Il se redressa à califourchon au-dessus de lui frappant encore et encore en plein visage, de toutes ses forces, déversant toute sa haine et sa rage contre lui. Il ne pouvait pas s'arrêter, plus il frappait le connard et plus il avait besoin de le frapper.
Son équipe se précipita pour les séparer, l'empêchant de le tuer dans un déluge de violence incontrôlée.
Son chef le retint fermement, ses yeux durs transperçant les siens alors qu'il lui rappelait la promesse qu'il avait faite de ne pas aller trop loin.
– Calme-toi, Buck, lui dit-il d'une voix autoritaire. Ce n'est pas la solution.
– Si je le laisse vivre, il continuera de la poursuivre.
– Il a raison, chef, affirma Lars.
– Ce n'est pas ta décision à prendre, Buck. Tu n'es plus l'un des nôtres. Je ne peux pas te laisser plonger pour meurtre.
Buck hocha la tête, luttant pour retrouver son calme alors que la réalité de la situation s'imposait à lui. Le connard allait vivre et Maddie ne serait pas en sécurité, Jee ne serait pas en sécurité.
Il sursauta quand il entendit le coup de feu et regarda immédiatement vers les collines d'où provenait le tir.
« Il sortait une arme, se contenta de dire Casey dans la radio. »
Buck ne voulait même pas savoir si c'était vrai. Il ne voulait plus jamais poser les yeux sur le connard et le fait qu'il soit mort lui permettait au moi d'avoir ce privilège.
Maddie était saine et sauve, et c'était tout ce qui importait vraiment.
Il se tourna vers elle, ses yeux emplis de soulagement alors qu'il la prenait dans ses bras, sentant ses larmes couler sur ses joues alors qu'il lui murmurait des paroles réconfortantes.
– Je suis désolé, Maddie, sanglota-t-il. Je te promets que plus jamais je ne te laisserai seule. Tu es en sécurité maintenant, je te le promets.
Maddie lui rendit son étreinte, ses propres larmes mêlées aux siennes alors qu'elle lui murmurait des mots de gratitude et d'amour. Ils étaient enfin réunis, leur famille était à nouveau ensemble, et rien d'autre ne comptait vraiment.
Dans ce moment de retrouvailles, Buck sentit un poids se lever de ses épaules, une nouvelle détermination brûlant en lui alors qu'il se jurait de protéger sa famille à tout prix. Il était prêt à affronter tous les défis qui se dresseraient sur leur chemin, à tout faire pour assurer leur sécurité et leur bonheur.

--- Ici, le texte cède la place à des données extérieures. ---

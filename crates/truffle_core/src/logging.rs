//! Process-wide logging bootstrap.
//!
//! # Responsibility
//! - Start the `flexi_logger` backend once per process, writing either to
//!   rolling files or to stderr.
//! - Capture panics as sanitized, single-line log events.
//!
//! # Invariants
//! - Initialization is idempotent for an identical configuration.
//! - Re-initialization with a different level or target is rejected.
//! - Initialization never panics.

use flexi_logger::{Cleanup, Criterion, FileSpec, Logger, LoggerHandle, Naming, WriteMode};
use log::{error, info};
use once_cell::sync::OnceCell;
use std::error::Error;
use std::fmt::{Display, Formatter};
use std::path::{Path, PathBuf};

const LOG_FILE_BASENAME: &str = "truffle";
const MAX_LOG_FILE_SIZE_BYTES: u64 = 10 * 1024 * 1024;
const MAX_LOG_FILES: usize = 5;
const MAX_PANIC_PAYLOAD_CHARS: usize = 160;

static LOGGING_STATE: OnceCell<LoggingState> = OnceCell::new();
static PANIC_HOOK_INSTALLED: OnceCell<()> = OnceCell::new();

/// Where log records are written.
#[derive(Debug, Clone, PartialEq, Eq)]
pub enum LogTarget {
    /// Rolling files under an absolute directory.
    Directory(PathBuf),
    Stderr,
}

impl Display for LogTarget {
    fn fmt(&self, f: &mut Formatter<'_>) -> std::fmt::Result {
        match self {
            Self::Directory(dir) => write!(f, "{}", dir.display()),
            Self::Stderr => write!(f, "stderr"),
        }
    }
}

/// Logging bootstrap failure.
#[derive(Debug, Clone, PartialEq, Eq)]
pub enum LoggingError {
    UnsupportedLevel(String),
    EmptyLogDir,
    RelativeLogDir(String),
    CreateDir { dir: PathBuf, message: String },
    Backend(String),
    /// Already initialized with a different configuration.
    Conflict {
        active: String,
        requested: String,
    },
}

impl Display for LoggingError {
    fn fmt(&self, f: &mut Formatter<'_>) -> std::fmt::Result {
        match self {
            Self::UnsupportedLevel(level) => write!(
                f,
                "unsupported log level `{level}`; expected trace|debug|info|warn|error"
            ),
            Self::EmptyLogDir => write!(f, "log_dir cannot be empty"),
            Self::RelativeLogDir(dir) => {
                write!(f, "log_dir must be an absolute path, got `{dir}`")
            }
            Self::CreateDir { dir, message } => write!(
                f,
                "failed to create log directory `{}`: {message}",
                dir.display()
            ),
            Self::Backend(message) => write!(f, "failed to start logger: {message}"),
            Self::Conflict { active, requested } => write!(
                f,
                "logging already initialized with `{active}`; refusing to switch to `{requested}`"
            ),
        }
    }
}

impl Error for LoggingError {}

struct LoggingState {
    level: &'static str,
    target: LogTarget,
    _logger: LoggerHandle,
}

impl LoggingState {
    fn describe(level: &str, target: &LogTarget) -> String {
        format!("level={level} target={target}")
    }
}

/// Initializes rolling file logging under `log_dir`.
///
/// # Errors
/// - `level` is not one of `trace|debug|info|warn|error`.
/// - `log_dir` is empty, relative, or cannot be created.
/// - Logging is already active with another level or target.
pub fn init_logging(level: &str, log_dir: &str) -> Result<(), LoggingError> {
    let target = LogTarget::Directory(normalize_log_dir(log_dir)?);
    init_logging_with_target(level, target)
}

/// Initializes logging for the given target.
pub fn init_logging_with_target(level: &str, target: LogTarget) -> Result<(), LoggingError> {
    let level = normalize_level(level)?;

    if let Some(state) = LOGGING_STATE.get() {
        return ensure_same_config(state, level, &target);
    }

    let state = LOGGING_STATE.get_or_try_init(|| start_backend(level, target.clone()))?;
    ensure_same_config(state, level, &target)
}

/// Active `(level, target)`, or `None` before initialization.
pub fn logging_status() -> Option<(&'static str, LogTarget)> {
    LOGGING_STATE
        .get()
        .map(|state| (state.level, state.target.clone()))
}

/// `debug` in debug builds, `info` in release builds.
pub fn default_log_level() -> &'static str {
    if cfg!(debug_assertions) {
        "debug"
    } else {
        "info"
    }
}

fn start_backend(level: &'static str, target: LogTarget) -> Result<LoggingState, LoggingError> {
    let logger = Logger::try_with_str(level)
        .map_err(|err| LoggingError::Backend(format!("invalid level `{level}`: {err}")))?;

    let logger = match &target {
        LogTarget::Directory(dir) => {
            std::fs::create_dir_all(dir).map_err(|err| LoggingError::CreateDir {
                dir: dir.clone(),
                message: err.to_string(),
            })?;
            logger
                .log_to_file(
                    FileSpec::default()
                        .directory(dir.as_path())
                        .basename(LOG_FILE_BASENAME),
                )
                .rotate(
                    Criterion::Size(MAX_LOG_FILE_SIZE_BYTES),
                    Naming::Numbers,
                    Cleanup::KeepLogFiles(MAX_LOG_FILES),
                )
                .write_mode(WriteMode::BufferAndFlush)
                .append()
                // [timestamp] LEVEL [module] file:line: message
                .format_for_files(flexi_logger::detailed_format)
        }
        LogTarget::Stderr => logger.log_to_stderr().format(flexi_logger::default_format),
    };

    let handle = logger
        .start()
        .map_err(|err| LoggingError::Backend(err.to_string()))?;

    install_panic_hook_once();

    info!(
        "event=app_start module=core status=ok platform={} build_mode={} version={}",
        std::env::consts::OS,
        build_mode(),
        env!("CARGO_PKG_VERSION")
    );
    info!(
        "event=logging_init module=core status=ok level={} target={}",
        level, target
    );

    Ok(LoggingState {
        level,
        target,
        _logger: handle,
    })
}

fn ensure_same_config(
    state: &LoggingState,
    level: &'static str,
    target: &LogTarget,
) -> Result<(), LoggingError> {
    if state.level == level && &state.target == target {
        return Ok(());
    }
    Err(LoggingError::Conflict {
        active: LoggingState::describe(state.level, &state.target),
        requested: LoggingState::describe(level, target),
    })
}

fn normalize_level(level: &str) -> Result<&'static str, LoggingError> {
    match level.trim().to_ascii_lowercase().as_str() {
        "trace" => Ok("trace"),
        "debug" => Ok("debug"),
        "info" => Ok("info"),
        "warn" | "warning" => Ok("warn"),
        "error" => Ok("error"),
        other => Err(LoggingError::UnsupportedLevel(other.to_string())),
    }
}

fn normalize_log_dir(log_dir: &str) -> Result<PathBuf, LoggingError> {
    let trimmed = log_dir.trim();
    if trimmed.is_empty() {
        return Err(LoggingError::EmptyLogDir);
    }
    let path = Path::new(trimmed);
    if !path.is_absolute() {
        return Err(LoggingError::RelativeLogDir(trimmed.to_string()));
    }
    Ok(path.to_path_buf())
}

fn build_mode() -> &'static str {
    if cfg!(debug_assertions) {
        "debug"
    } else {
        "release"
    }
}

fn install_panic_hook_once() {
    if PANIC_HOOK_INSTALLED.set(()).is_err() {
        return;
    }

    let previous_hook = std::panic::take_hook();
    std::panic::set_hook(Box::new(move |panic_info| {
        let location = panic_info
            .location()
            .map(|loc| format!("{}:{}", loc.file(), loc.line()))
            .unwrap_or_else(|| "unknown".to_string());
        let payload = panic_payload_summary(panic_info.payload());
        error!(
            "event=panic_captured module=core status=error location={} payload={}",
            location, payload
        );
        previous_hook(panic_info);
    }));
}

fn panic_payload_summary(payload: &(dyn std::any::Any + Send)) -> String {
    let message = if let Some(message) = payload.downcast_ref::<&str>() {
        (*message).to_string()
    } else if let Some(message) = payload.downcast_ref::<String>() {
        message.clone()
    } else {
        "non-string panic payload".to_string()
    };

    sanitize_message(&message, MAX_PANIC_PAYLOAD_CHARS)
}

fn sanitize_message(value: &str, max_chars: usize) -> String {
    let normalized = value.replace(['\n', '\r'], " ");
    let mut truncated = normalized.chars().take(max_chars).collect::<String>();
    if normalized.chars().count() > max_chars {
        truncated.push_str("...");
    }
    truncated
}

#[cfg(test)]
mod tests {
    use super::{
        init_logging, logging_status, normalize_level, normalize_log_dir, sanitize_message,
        LogTarget, LoggingError,
    };

    #[test]
    fn normalize_level_accepts_known_values() {
        assert_eq!(normalize_level("INFO").unwrap(), "info");
        assert_eq!(normalize_level(" warning ").unwrap(), "warn");
        assert_eq!(
            normalize_level("verbose").unwrap_err(),
            LoggingError::UnsupportedLevel("verbose".to_string())
        );
    }

    #[test]
    fn normalize_log_dir_rejects_relative_and_empty_paths() {
        assert_eq!(
            normalize_log_dir("logs/dev").unwrap_err(),
            LoggingError::RelativeLogDir("logs/dev".to_string())
        );
        assert_eq!(normalize_log_dir("  ").unwrap_err(), LoggingError::EmptyLogDir);
    }

    #[test]
    fn sanitize_message_removes_newlines_and_truncates() {
        let sanitized = sanitize_message("line1\nline2\rline3", 8);
        assert!(!sanitized.contains('\n'));
        assert!(!sanitized.contains('\r'));
        assert!(sanitized.ends_with("..."));
    }

    #[test]
    fn init_logging_is_idempotent_and_rejects_conflicts() {
        let log_dir = tempfile::tempdir().expect("temp dir");
        let log_dir_str = log_dir.path().to_str().expect("utf-8 temp dir").to_string();
        let other_dir = tempfile::tempdir().expect("temp dir");
        let other_dir_str = other_dir.path().to_str().expect("utf-8 temp dir").to_string();

        init_logging("info", &log_dir_str).expect("first init should succeed");
        init_logging("INFO", &log_dir_str).expect("same config should be idempotent");

        let level_error = init_logging("debug", &log_dir_str).unwrap_err();
        assert!(matches!(level_error, LoggingError::Conflict { .. }));
        assert!(level_error.to_string().contains("refusing to switch"));

        let dir_error = init_logging("info", &other_dir_str).unwrap_err();
        assert!(matches!(dir_error, LoggingError::Conflict { .. }));

        let (level, target) = logging_status().expect("logging should be active");
        assert_eq!(level, "info");
        assert_eq!(target, LogTarget::Directory(log_dir.path().to_path_buf()));
    }
}
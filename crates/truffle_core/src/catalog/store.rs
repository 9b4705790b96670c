//! Read-only record store.
//!
//! # Invariants
//! - Records are never mutated after construction; callers only receive
//!   shared references.
//! - Scan-based queries preserve catalog order.
//! - `distinct_journals` follows journal style declaration order, not data
//!   order.

use crate::model::code::ClassificationCode;
use crate::model::journal::JournalStyles;
use crate::model::paper::{PaperRecord, Period, RecordId};
use std::collections::BTreeSet;

/// Read access to a loaded paper catalog.
///
/// Implementors provide the backing table; scan helpers are derived.
pub trait PaperRepository {
    /// Every record in catalog order.
    fn all_records(&self) -> &[PaperRecord];
    /// Journal styles in declaration order.
    fn journal_styles(&self) -> &JournalStyles;

    fn get(&self, id: RecordId) -> Option<&PaperRecord> {
        self.all_records().get(id.0).filter(|record| record.id == id)
    }

    fn records_by_journal(&self, journal: &str) -> Vec<&PaperRecord> {
        self.all_records()
            .iter()
            .filter(|record| record.journal == journal)
            .collect()
    }

    fn records_by_period(&self, year: i32, month: u8) -> Vec<&PaperRecord> {
        let period = Period::new(year, month);
        self.all_records()
            .iter()
            .filter(|record| record.period() == period)
            .collect()
    }

    /// Journal names for filter buttons, in declaration order.
    fn distinct_journals(&self) -> Vec<&str> {
        self.journal_styles().names()
    }

    /// Distinct publication periods present in the catalog, newest first.
    fn period_options(&self) -> Vec<Period> {
        let periods = self
            .all_records()
            .iter()
            .map(PaperRecord::period)
            .collect::<BTreeSet<_>>();
        periods.into_iter().rev().collect()
    }

    /// Distinct codes referenced by any record, sorted.
    fn unique_codes(&self) -> Vec<ClassificationCode> {
        let codes = self
            .all_records()
            .iter()
            .flat_map(|record| record.codes.iter().cloned())
            .collect::<BTreeSet<_>>();
        codes.into_iter().collect()
    }
}

impl<T: PaperRepository + ?Sized> PaperRepository for &T {
    fn all_records(&self) -> &[PaperRecord] {
        (**self).all_records()
    }

    fn journal_styles(&self) -> &JournalStyles {
        (**self).journal_styles()
    }
}

/// In-memory catalog table loaded once at startup.
#[derive(Debug, Clone, Default)]
pub struct RecordStore {
    records: Vec<PaperRecord>,
    journals: JournalStyles,
}

impl RecordStore {
    /// Wraps already validated records.
    ///
    /// Use `catalog::load_*` for untrusted input; this constructor assumes
    /// ids match positions and journals are declared.
    pub fn new(records: Vec<PaperRecord>, journals: JournalStyles) -> Self {
        Self { records, journals }
    }

    pub fn all_records(&self) -> &[PaperRecord] {
        &self.records
    }

    pub fn journal_styles(&self) -> &JournalStyles {
        &self.journals
    }
}

impl PaperRepository for RecordStore {
    fn all_records(&self) -> &[PaperRecord] {
        &self.records
    }

    fn journal_styles(&self) -> &JournalStyles {
        &self.journals
    }
}
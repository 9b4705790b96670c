//! Classification-space plot construction.
//!
//! # Responsibility
//! - Map paper code lists onto (letter axis, number) coordinates.
//! - Assemble one styled series per plottable paper plus a static
//!   reference layer.
//! - Track which paper is highlighted across re-filtering.
//! - Export assembled plots as Plotly-compatible JSON for render hosts.
//!
//! # Invariants
//! - Papers without any mappable code never produce a series.
//! - At most one series is rendered in highlighted weight.

pub mod assembler;
pub mod coords;
pub mod figure;
pub mod highlight;
//! Code list to plot coordinate mapping.

use crate::model::code::ClassificationCode;
use crate::model::paper::PaperRecord;
use crate::taxonomy::jel::axis_index;
use serde::Serialize;

/// One mapped code: x is the letter-axis index, y the numeric part.
#[derive(Debug, Clone, PartialEq, Eq, Serialize)]
pub struct PlotPoint {
    pub x: usize,
    pub y: u8,
    pub code: ClassificationCode,
}

/// Maps a record's codes to coordinates sorted by `(x, y)`.
///
/// Codes whose letter is not on the axis are dropped. The sort is stable, so
/// duplicate codes keep declaration order.
pub fn to_coordinates(record: &PaperRecord) -> Vec<PlotPoint> {
    let mut points = record
        .codes
        .iter()
        .filter_map(|code| {
            axis_index(code.letter()).map(|x| PlotPoint {
                x,
                y: code.number(),
                code: code.clone(),
            })
        })
        .collect::<Vec<_>>();
    points.sort_by_key(|point| (point.x, point.y));
    points
}
//! Region resolution by spatial probe point.
//!
//! A region is never named by host ID. The caller supplies a point that lies
//! on or inside the target entity, and the geometry service is asked which
//! entities contain it. Exactly one match is required; anything else is an
//! [`CaseError::AmbiguousRegion`] with no fallback.

use std::fmt;

use log::{debug, warn};
use nalgebra::Isometry3;
use serde::{Deserialize, Serialize};

use crate::errors::CaseError;
use crate::geometry::Point;
use crate::services::{BodyHandle, GeometryService};

/// Kind of geometric entity a probe point selects.
#[derive(Clone, Copy, Debug, PartialEq, Eq, Hash, Serialize, Deserialize)]
#[serde(rename_all = "snake_case")]
pub enum RegionTarget {
    /// Bounding face.
    Face,
    /// Volumetric cell.
    Cell,
}

impl fmt::Display for RegionTarget {
    fn fmt(&self, f: &mut fmt::Formatter<'_>) -> fmt::Result {
        match self {
            RegionTarget::Face => f.write_str("face"),
            RegionTarget::Cell => f.write_str("cell"),
        }
    }
}

/// Probe point plus the kind of entity it should select.
#[derive(Clone, Copy, Debug, PartialEq, Serialize, Deserialize)]
pub struct RegionSelector {
    /// Entity kind to search for.
    pub target: RegionTarget,
    /// Probe point in the caller's coordinates.
    pub probe: Point,
}

impl RegionSelector {
    /// Select the face containing `probe`.
    #[must_use]
    pub const fn face(probe: Point) -> Self {
        Self {
            target: RegionTarget::Face,
            probe,
        }
    }

    /// Select the cell containing `probe`.
    #[must_use]
    pub const fn cell(probe: Point) -> Self {
        Self {
            target: RegionTarget::Cell,
            probe,
        }
    }
}

/// Region after a successful probe.
#[derive(Clone, Copy, Debug, PartialEq, Serialize, Deserialize)]
pub struct ResolvedRegion {
    /// Body the entity belongs to.
    pub body: BodyHandle,
    /// Kind of entity.
    pub target: RegionTarget,
    /// Host identifier of the face or cell.
    pub entity: usize,
    /// Probe point as supplied by the caller.
    pub probe: Point,
    /// Probe point in the body's coordinates.
    pub local_probe: Point,
}

/// Resolve `selector` against `body`.
///
/// `to_local` maps the caller's coordinates into the body's coordinates; use
/// the identity for part-level probes and the inverse placement for instance
/// probes.
///
/// # Errors
///
/// Returns [`CaseError::AmbiguousRegion`] when the probe matches zero or more
/// than one entity, and forwards any error from the geometry service.
pub fn resolve(
    geometry: &dyn GeometryService,
    body: BodyHandle,
    selector: &RegionSelector,
    to_local: &Isometry3<f64>,
) -> Result<ResolvedRegion, CaseError> {
    let local_probe = Point::from(to_local.transform_point(&selector.probe.to_point3()));
    let matches: Vec<usize> = match selector.target {
        RegionTarget::Face => geometry
            .faces_at(body, local_probe)?
            .into_iter()
            .map(|face| face.0)
            .collect(),
        RegionTarget::Cell => geometry
            .cells_at(body, local_probe)?
            .into_iter()
            .map(|cell| cell.0)
            .collect(),
    };

    match matches.as_slice() {
        [entity] => {
            debug!(
                probe:% = selector.probe,
                target:% = selector.target,
                entity = *entity;
                "Resolved region"
            );
            Ok(ResolvedRegion {
                body,
                target: selector.target,
                entity: *entity,
                probe: selector.probe,
                local_probe,
            })
        }
        _ => {
            warn!(
                probe:% = selector.probe,
                target:% = selector.target,
                matches = matches.len();
                "Probe point does not select exactly one entity"
            );
            Err(CaseError::AmbiguousRegion {
                probe: selector.probe,
                target: selector.target,
                matches: matches.len(),
            })
        }
    }
}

Alors qu'ils se tenaient là, ensemble, au milieu du désert mexicain, Buck savait que rien ne pourrait les séparer à nouveau. Ils étaient liés par un amour et un lien familial indéfectibles, prêts à affronter l'avenir main dans la main. Et avec cette certitude dans son cœur, Buck se sentit enfin prêt à tourner la page et à regarder vers l'avenir avec confiance et détermination.